What is being asked
The job is to find each line of the records below that includes the word "Clicks" and copy it.

- - -

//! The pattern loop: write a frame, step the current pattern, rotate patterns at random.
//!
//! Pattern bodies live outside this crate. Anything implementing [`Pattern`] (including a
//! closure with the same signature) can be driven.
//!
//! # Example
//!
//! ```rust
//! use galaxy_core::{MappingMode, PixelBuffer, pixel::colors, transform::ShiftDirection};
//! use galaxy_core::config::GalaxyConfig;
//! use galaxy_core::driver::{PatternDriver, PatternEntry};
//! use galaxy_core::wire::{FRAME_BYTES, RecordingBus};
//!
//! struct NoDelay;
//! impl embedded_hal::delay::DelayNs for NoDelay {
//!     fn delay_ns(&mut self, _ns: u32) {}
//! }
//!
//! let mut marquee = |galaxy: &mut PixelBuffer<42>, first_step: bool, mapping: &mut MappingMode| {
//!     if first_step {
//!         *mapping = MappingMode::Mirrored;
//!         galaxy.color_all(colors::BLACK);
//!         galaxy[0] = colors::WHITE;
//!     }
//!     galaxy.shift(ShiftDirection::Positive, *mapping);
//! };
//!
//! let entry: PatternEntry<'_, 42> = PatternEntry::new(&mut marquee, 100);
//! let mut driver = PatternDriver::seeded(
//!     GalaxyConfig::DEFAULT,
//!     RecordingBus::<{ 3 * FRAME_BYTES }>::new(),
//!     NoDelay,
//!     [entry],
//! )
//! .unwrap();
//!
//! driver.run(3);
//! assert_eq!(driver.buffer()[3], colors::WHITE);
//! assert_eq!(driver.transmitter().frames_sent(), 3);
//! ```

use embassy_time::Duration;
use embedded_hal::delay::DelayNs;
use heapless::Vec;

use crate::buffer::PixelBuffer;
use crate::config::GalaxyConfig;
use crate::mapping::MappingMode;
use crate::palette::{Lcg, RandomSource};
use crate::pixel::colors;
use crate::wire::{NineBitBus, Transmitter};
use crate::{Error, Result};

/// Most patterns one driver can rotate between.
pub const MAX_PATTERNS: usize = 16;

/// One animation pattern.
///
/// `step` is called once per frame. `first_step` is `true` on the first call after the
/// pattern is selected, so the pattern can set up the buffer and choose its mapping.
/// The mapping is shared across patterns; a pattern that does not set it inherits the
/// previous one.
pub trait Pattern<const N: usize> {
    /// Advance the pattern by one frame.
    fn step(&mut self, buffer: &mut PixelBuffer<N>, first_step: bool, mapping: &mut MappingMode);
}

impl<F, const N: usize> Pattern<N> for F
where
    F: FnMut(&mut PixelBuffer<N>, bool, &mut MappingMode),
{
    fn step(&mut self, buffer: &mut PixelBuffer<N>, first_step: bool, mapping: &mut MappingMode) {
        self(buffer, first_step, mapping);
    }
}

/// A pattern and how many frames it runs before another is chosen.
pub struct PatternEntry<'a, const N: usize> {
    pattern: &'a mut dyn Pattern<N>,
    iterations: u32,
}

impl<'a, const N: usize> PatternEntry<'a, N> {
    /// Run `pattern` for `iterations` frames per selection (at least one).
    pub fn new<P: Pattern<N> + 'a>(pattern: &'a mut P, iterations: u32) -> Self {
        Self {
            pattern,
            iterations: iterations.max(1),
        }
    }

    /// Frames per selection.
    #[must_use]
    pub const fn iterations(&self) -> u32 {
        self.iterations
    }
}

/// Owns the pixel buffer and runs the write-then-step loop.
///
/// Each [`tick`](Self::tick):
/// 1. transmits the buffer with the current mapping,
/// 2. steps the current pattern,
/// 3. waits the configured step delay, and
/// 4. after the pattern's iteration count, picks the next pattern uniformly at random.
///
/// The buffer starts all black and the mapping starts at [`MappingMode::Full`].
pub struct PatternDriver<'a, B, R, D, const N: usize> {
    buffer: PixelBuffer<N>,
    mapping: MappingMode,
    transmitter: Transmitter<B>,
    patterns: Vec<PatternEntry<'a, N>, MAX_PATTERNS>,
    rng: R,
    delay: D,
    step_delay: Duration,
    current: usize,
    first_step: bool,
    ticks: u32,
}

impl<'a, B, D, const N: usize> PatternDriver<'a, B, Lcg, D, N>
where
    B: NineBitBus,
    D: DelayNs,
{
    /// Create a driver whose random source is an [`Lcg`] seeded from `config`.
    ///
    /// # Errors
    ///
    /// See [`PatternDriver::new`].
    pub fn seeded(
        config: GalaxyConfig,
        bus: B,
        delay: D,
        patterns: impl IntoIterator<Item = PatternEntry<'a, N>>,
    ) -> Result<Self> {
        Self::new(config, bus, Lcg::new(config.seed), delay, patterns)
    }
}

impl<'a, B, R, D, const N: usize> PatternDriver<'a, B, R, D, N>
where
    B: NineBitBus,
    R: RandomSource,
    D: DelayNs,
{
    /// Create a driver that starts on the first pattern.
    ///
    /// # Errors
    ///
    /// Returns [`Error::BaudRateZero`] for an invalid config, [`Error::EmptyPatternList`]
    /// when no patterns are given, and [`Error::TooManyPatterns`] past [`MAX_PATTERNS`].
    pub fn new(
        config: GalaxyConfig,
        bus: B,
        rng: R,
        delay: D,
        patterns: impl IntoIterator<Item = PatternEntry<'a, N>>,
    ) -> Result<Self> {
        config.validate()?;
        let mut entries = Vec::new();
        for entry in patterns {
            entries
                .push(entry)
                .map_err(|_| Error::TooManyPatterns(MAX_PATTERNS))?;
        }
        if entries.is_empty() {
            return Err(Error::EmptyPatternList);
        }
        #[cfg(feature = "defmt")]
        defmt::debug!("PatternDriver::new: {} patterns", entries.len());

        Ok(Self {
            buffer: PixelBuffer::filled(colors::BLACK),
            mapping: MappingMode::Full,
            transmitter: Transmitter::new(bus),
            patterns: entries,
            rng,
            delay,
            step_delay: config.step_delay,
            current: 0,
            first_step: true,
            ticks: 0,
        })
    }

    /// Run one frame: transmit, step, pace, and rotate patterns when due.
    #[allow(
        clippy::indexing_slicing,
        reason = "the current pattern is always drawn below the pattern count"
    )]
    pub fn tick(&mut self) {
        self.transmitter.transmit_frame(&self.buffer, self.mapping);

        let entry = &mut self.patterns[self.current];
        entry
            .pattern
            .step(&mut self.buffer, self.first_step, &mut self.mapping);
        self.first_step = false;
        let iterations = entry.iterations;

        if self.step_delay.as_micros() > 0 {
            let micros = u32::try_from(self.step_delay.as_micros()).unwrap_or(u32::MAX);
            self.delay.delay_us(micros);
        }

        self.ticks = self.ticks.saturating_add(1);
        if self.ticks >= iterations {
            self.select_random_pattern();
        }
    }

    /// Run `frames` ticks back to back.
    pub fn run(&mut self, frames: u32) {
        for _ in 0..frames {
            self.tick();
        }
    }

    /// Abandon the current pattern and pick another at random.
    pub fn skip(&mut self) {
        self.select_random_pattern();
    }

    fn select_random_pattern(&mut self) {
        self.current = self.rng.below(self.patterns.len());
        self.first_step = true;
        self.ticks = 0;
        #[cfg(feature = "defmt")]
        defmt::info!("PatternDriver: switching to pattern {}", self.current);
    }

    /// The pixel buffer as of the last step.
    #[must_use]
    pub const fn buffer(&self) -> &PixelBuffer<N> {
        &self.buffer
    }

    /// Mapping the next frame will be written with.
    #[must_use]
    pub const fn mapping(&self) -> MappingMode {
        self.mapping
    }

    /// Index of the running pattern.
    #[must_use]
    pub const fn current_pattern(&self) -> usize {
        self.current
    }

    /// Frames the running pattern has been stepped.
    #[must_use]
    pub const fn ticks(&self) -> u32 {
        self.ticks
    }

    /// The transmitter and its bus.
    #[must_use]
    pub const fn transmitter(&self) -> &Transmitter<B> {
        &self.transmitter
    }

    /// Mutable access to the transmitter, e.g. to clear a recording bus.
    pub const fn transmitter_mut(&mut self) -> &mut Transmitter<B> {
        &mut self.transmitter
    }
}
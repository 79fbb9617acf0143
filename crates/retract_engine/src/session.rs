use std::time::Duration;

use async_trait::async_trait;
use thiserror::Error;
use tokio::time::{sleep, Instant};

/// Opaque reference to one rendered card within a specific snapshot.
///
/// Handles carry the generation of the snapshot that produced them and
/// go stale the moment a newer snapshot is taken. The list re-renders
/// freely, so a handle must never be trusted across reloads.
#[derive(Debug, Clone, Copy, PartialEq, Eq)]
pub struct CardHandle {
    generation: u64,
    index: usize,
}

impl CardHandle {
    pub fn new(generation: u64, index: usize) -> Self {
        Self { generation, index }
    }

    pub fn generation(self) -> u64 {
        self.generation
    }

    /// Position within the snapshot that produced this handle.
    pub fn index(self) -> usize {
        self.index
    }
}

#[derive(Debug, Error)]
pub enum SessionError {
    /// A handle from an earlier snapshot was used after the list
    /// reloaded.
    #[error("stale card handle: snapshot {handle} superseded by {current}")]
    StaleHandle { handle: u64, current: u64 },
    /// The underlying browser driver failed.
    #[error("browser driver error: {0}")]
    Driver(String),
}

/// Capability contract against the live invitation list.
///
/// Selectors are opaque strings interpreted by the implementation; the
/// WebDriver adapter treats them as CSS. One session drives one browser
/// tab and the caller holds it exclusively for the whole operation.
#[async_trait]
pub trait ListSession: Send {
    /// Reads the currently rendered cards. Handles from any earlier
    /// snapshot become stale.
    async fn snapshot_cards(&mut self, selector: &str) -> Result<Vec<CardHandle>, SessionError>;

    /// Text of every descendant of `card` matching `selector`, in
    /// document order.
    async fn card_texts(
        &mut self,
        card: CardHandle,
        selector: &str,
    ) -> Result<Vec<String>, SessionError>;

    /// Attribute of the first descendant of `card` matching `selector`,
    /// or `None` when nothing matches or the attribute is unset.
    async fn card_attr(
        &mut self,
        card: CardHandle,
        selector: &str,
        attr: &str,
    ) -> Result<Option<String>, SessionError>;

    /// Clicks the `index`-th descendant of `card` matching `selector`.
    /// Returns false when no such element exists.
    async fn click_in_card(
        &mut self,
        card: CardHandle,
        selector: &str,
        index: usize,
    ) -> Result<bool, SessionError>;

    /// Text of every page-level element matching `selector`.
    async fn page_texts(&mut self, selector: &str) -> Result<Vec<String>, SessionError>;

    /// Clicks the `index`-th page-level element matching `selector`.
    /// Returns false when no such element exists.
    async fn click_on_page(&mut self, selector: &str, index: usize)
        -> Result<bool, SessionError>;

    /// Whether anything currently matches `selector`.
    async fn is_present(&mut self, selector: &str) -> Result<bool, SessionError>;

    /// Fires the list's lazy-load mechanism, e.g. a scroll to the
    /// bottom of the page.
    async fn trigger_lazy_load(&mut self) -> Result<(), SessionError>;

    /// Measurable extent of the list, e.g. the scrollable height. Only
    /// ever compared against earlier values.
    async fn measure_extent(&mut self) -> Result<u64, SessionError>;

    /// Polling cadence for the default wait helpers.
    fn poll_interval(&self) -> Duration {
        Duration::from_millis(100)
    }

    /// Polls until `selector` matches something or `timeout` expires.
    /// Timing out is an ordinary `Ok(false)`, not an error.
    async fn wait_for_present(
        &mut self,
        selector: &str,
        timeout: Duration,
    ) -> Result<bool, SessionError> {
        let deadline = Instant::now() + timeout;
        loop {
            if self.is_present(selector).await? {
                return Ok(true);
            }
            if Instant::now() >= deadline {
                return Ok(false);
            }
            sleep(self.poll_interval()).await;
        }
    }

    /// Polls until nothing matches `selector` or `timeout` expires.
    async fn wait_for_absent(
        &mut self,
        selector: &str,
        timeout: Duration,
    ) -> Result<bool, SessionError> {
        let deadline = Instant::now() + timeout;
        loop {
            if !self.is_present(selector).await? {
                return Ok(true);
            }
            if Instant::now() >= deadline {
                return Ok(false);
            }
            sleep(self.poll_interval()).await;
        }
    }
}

- - -

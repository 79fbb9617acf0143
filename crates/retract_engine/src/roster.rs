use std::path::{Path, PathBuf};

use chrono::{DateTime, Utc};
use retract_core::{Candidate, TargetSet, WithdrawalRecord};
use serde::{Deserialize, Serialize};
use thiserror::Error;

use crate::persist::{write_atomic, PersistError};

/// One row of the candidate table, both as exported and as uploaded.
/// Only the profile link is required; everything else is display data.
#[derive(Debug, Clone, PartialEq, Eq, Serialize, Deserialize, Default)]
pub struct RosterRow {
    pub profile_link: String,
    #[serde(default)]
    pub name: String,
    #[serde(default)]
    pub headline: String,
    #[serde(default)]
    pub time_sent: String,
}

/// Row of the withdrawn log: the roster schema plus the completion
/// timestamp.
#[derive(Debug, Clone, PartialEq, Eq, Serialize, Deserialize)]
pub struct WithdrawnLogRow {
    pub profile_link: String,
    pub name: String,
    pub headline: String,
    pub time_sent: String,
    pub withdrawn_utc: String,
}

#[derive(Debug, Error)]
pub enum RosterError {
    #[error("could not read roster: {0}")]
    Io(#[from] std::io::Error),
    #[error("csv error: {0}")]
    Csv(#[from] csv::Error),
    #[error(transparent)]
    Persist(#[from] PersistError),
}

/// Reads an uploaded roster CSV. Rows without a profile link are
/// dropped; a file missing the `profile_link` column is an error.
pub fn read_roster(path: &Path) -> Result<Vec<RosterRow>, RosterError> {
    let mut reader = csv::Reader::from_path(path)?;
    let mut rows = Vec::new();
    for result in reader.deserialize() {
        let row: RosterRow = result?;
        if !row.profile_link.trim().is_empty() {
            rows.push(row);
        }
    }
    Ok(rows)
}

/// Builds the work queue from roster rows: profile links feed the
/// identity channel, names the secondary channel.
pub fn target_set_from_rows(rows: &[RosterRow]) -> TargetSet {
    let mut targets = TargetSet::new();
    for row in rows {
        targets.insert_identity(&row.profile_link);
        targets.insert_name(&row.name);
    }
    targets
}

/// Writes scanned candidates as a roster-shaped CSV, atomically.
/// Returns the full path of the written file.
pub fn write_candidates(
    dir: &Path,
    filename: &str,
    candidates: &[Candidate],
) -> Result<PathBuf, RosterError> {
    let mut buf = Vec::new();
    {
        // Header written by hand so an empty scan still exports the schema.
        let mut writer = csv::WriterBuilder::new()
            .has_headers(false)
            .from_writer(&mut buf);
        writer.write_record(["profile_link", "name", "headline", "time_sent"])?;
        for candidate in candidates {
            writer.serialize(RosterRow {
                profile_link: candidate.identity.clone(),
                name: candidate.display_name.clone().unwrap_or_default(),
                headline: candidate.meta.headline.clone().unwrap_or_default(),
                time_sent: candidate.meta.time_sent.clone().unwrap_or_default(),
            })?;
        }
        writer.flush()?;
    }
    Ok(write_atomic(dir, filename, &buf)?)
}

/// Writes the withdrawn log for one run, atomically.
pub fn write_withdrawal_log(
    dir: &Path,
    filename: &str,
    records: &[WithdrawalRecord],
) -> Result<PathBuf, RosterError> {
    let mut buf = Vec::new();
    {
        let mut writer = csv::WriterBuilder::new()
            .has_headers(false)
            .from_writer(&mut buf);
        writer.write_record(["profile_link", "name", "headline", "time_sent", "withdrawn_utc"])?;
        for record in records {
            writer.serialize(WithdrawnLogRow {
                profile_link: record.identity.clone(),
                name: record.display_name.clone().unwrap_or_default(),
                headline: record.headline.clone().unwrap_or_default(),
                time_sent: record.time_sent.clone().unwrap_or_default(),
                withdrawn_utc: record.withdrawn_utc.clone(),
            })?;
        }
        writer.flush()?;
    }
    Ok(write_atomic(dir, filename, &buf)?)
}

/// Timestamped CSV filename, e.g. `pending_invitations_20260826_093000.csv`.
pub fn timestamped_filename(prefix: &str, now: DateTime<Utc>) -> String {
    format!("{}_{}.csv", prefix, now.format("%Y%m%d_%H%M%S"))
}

- - -

Response to this task
    /// Clicks the `index`-th descendant of `card` matching `selector`.
    /// Clicks the `index`-th page-level element matching `selector`.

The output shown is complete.